//! Notification channel implementations.

pub mod email;
pub mod slack;
pub mod sms;
pub mod webhook;

use std::collections::HashMap;
use std::sync::Arc;

use async_trait::async_trait;
use serde::{Deserialize, Serialize};

use crate::config::ChannelConfig;
use crate::error::ChannelError;
use crate::message::RenderedMessage;

/// Categories of delivery channels the router can address.
#[derive(Debug, Clone, Copy, PartialEq, Eq, Hash, Serialize, Deserialize)]
#[serde(rename_all = "lowercase")]
pub enum ChannelKind {
    /// Chat channels and direct messages (Slack API)
    Chat,
    /// Email (SMTP)
    Email,
    /// SMS (OVH SMS API)
    Sms,
    /// Generic outbound webhooks
    Webhook,
}

impl ChannelKind {
    /// Display name for logs and reports.
    #[must_use]
    pub const fn as_str(&self) -> &'static str {
        match self {
            Self::Chat => "chat",
            Self::Email => "email",
            Self::Sms => "sms",
            Self::Webhook => "webhook",
        }
    }
}

/// Trait for notification channels (chat, email, SMS, webhooks).
#[async_trait]
pub trait NotifyChannel: Send + Sync {
    /// Get the name of this channel.
    fn name(&self) -> &'static str;

    /// Which delivery category this channel serves.
    fn kind(&self) -> ChannelKind;

    /// Default recipient to use when the caller has none, if the channel
    /// configuration provides one (e.g. a webhook's configured URL).
    fn default_recipient(&self) -> Option<String> {
        None
    }

    /// Send a message to a single recipient.
    async fn send(&self, recipient: &str, message: &RenderedMessage) -> Result<(), ChannelError>;

    /// Send a message to multiple recipients.
    ///
    /// The default implementation sends sequentially and reports per-recipient
    /// success; channels with native batch APIs override this.
    async fn send_batch(
        &self,
        recipients: &[String],
        message: &RenderedMessage,
    ) -> HashMap<String, bool> {
        let mut results = HashMap::new();
        for recipient in recipients {
            let ok = self.send(recipient, message).await.is_ok();
            results.insert(recipient.clone(), ok);
        }
        results
    }
}

/// The channels available to the router, built once at startup.
///
/// There is no process-wide registry: the set is constructed explicitly from
/// configuration and passed by reference into whatever needs to dispatch.
#[derive(Default, Clone)]
pub struct ChannelSet {
    channels: HashMap<ChannelKind, Arc<dyn NotifyChannel>>,
}

impl ChannelSet {
    /// Create an empty set.
    #[must_use]
    pub fn new() -> Self {
        Self::default()
    }

    /// Add a channel, replacing any previous channel of the same kind.
    pub fn insert(&mut self, channel: Arc<dyn NotifyChannel>) {
        self.channels.insert(channel.kind(), channel);
    }

    /// Get the channel for a delivery category.
    #[must_use]
    pub fn get(&self, kind: ChannelKind) -> Option<&Arc<dyn NotifyChannel>> {
        self.channels.get(&kind)
    }

    /// Whether no channels are configured.
    #[must_use]
    pub fn is_empty(&self) -> bool {
        self.channels.is_empty()
    }

    /// Number of configured channels.
    #[must_use]
    pub fn len(&self) -> usize {
        self.channels.len()
    }
}

/// Build a channel from its type name and configuration.
///
/// # Errors
///
/// Returns `ChannelError::NotConfigured` if required keys are missing, or if
/// the type name is unknown.
pub fn build_channel(
    kind: &str,
    config: &ChannelConfig,
) -> Result<Arc<dyn NotifyChannel>, ChannelError> {
    match kind.to_ascii_lowercase().as_str() {
        "slack" | "chat" => Ok(Arc::new(slack::SlackChannel::new(config)?)),
        "smtp" | "email" => Ok(Arc::new(email::EmailChannel::new(config)?)),
        "ovh_sms" | "sms" => Ok(Arc::new(sms::SmsChannel::new(config)?)),
        "webhook" => Ok(Arc::new(webhook::WebhookChannel::new(config)?)),
        other => Err(ChannelError::NotConfigured(format!(
            "unknown channel type '{other}'"
        ))),
    }
}

#[cfg(test)]
mod tests {
    use super::*;

    #[test]
    fn test_channel_set_replaces_same_kind() {
        let mut set = ChannelSet::new();
        assert!(set.is_empty());

        let config = ChannelConfig::from_pairs([("url", "https://hooks.example.com/a")]);
        set.insert(build_channel("webhook", &config).unwrap());
        let config = ChannelConfig::from_pairs([("url", "https://hooks.example.com/b")]);
        set.insert(build_channel("webhook", &config).unwrap());

        assert_eq!(set.len(), 1);
        assert!(set.get(ChannelKind::Webhook).is_some());
        assert!(set.get(ChannelKind::Chat).is_none());
    }

    #[test]
    fn test_build_channel_unknown_type() {
        let err = build_channel("pigeon", &ChannelConfig::default()).err().unwrap();
        assert!(matches!(err, ChannelError::NotConfigured(_)));
    }

    #[test]
    fn test_build_channel_fails_fast_on_missing_config() {
        let err = build_channel("slack", &ChannelConfig::default()).err().unwrap();
        assert!(matches!(err, ChannelError::NotConfigured(_)));
    }
}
----
What the exercise asks
Search the records for the word "crate". Copy each line where it appears.

Response to the exercise
use crate::config::ChannelConfig;
use crate::error::ChannelError;
use crate::message::RenderedMessage;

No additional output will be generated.